Volkswagen has before the launch of its new electric car ID.3 Last year, the focus was particularly on sustainability. The compact car will Produced CO2-neutrally and can then be operated in a climate-friendly manner by customers using green electricity. In the new year, the Wolfsburg-based company will confirm the CO2 balance of the ID.3 and of electric cars in general with an evaluation.

Employees from Technical Development at Volkswagen used the ID.3 as an example to examine how the CO2 balance of electric cars in Europe compares with combustion engines. “With a clear result,” they say. According to this, an electric vehicle already has a better CO2 balance on a European average. The Volkswagen employees have drawn up balances certified by TÜV with current models of the compact class in order to compare a battery electric vehicle (BEV) with a modern gasoline engine and diesel. For a fair comparison, the models were selected so that the features and performance are as similar as possible, explains Volkswagen.

Fig. 1: Comparison of the CO₂ balance of electric, diesel & gasoline vehicles in the European compact class (click to enlarge)
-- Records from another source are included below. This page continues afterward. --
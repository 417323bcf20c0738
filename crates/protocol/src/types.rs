use serde::{Deserialize, Serialize};

use crate::section_id::SectionId;

/// Fraction of a section's area that must be inside the viewport before the
/// section counts as "in view" for locking.
#[derive(Debug, Clone, Copy, PartialEq, Serialize, Deserialize)]
#[serde(try_from = "f64", into = "f64")]
pub struct Threshold(f64);

impl Threshold {
    /// Half of the section's area.
    pub const HALF: Threshold = Threshold(0.5);

    /// Returns `None` unless `fraction` is finite and in `(0, 1]`.
    pub fn new(fraction: f64) -> Option<Self> {
        (fraction.is_finite() && fraction > 0.0 && fraction <= 1.0).then_some(Self(fraction))
    }

    pub fn fraction(self) -> f64 {
        self.0
    }

    /// Whether a visible-area ratio counts as intersecting.
    ///
    /// A ratio of zero never counts, even though the browser reports an
    /// edge-adjacent element as intersecting.
    pub fn is_met(self, ratio: f64) -> bool {
        ratio > 0.0 && ratio >= self.0
    }
}

impl Default for Threshold {
    fn default() -> Self {
        Self::HALF
    }
}

impl TryFrom<f64> for Threshold {
    type Error = String;

    fn try_from(value: f64) -> Result<Self, Self::Error> {
        Threshold::new(value).ok_or_else(|| format!("threshold {value} is outside (0, 1]"))
    }
}

impl From<Threshold> for f64 {
    fn from(t: Threshold) -> f64 {
        t.0
    }
}

/// Per-section lock state as driven by its reporter.
#[derive(Debug, Clone, Copy, Default, PartialEq, Eq, Hash, Serialize, Deserialize)]
#[serde(rename_all = "snake_case")]
pub enum LockState {
    #[default]
    Unlocked,
    Locked,
}

impl LockState {
    /// A section holds the lock only while it is in view and the visitor
    /// has not seen everything in it yet.
    pub fn decide(intersecting: bool, has_viewed_all: bool) -> Self {
        if intersecting && !has_viewed_all {
            LockState::Locked
        } else {
            LockState::Unlocked
        }
    }

    pub fn is_locked(self) -> bool {
        self == LockState::Locked
    }
}

/// Point-in-time view of the registry, handed to hosts.
#[derive(Debug, Clone, Default, PartialEq, Eq, Serialize, Deserialize)]
pub struct RegistrySnapshot {
    /// Sections currently holding a lock, sorted ascending.
    pub holders: Vec<SectionId>,
    /// Whether page scrolling is currently suppressed.
    pub suppressed: bool,
}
Figure 1 of the evaluation shows that the production of a BEV currently causes significantly higher CO2 emissions than the production of conventional vehicles. The manufacturing phase contains all CO2 emissions from the “cradle-to-gate” value chain – starting with the extraction of raw materials, through the manufacture of preliminary products and components, to production in the Volkswagen factories. Despite the higher emissions in the manufacturing phase, the BEV already achieves significant savings over diesel and gasoline engines over a period of 200,000 kilometers with an average European electricity mix.

Fig. 3 Significant improvement in the battery's carbon footprint
Fig. 2: CO2 hotspots during the production of a BEV (click to enlarge)

In Figure 2 it can be seen that at BEV, the production of the lithium-ion battery for the drive is the decisive factor in the CO2 balance. Not only is the energy requirement in cell production important, the processes in the supply chain are also relevant: “Raw material production, cathode material production and the graphite for the anode have a considerable influence on the CO2 balance,” explains Volkswagen.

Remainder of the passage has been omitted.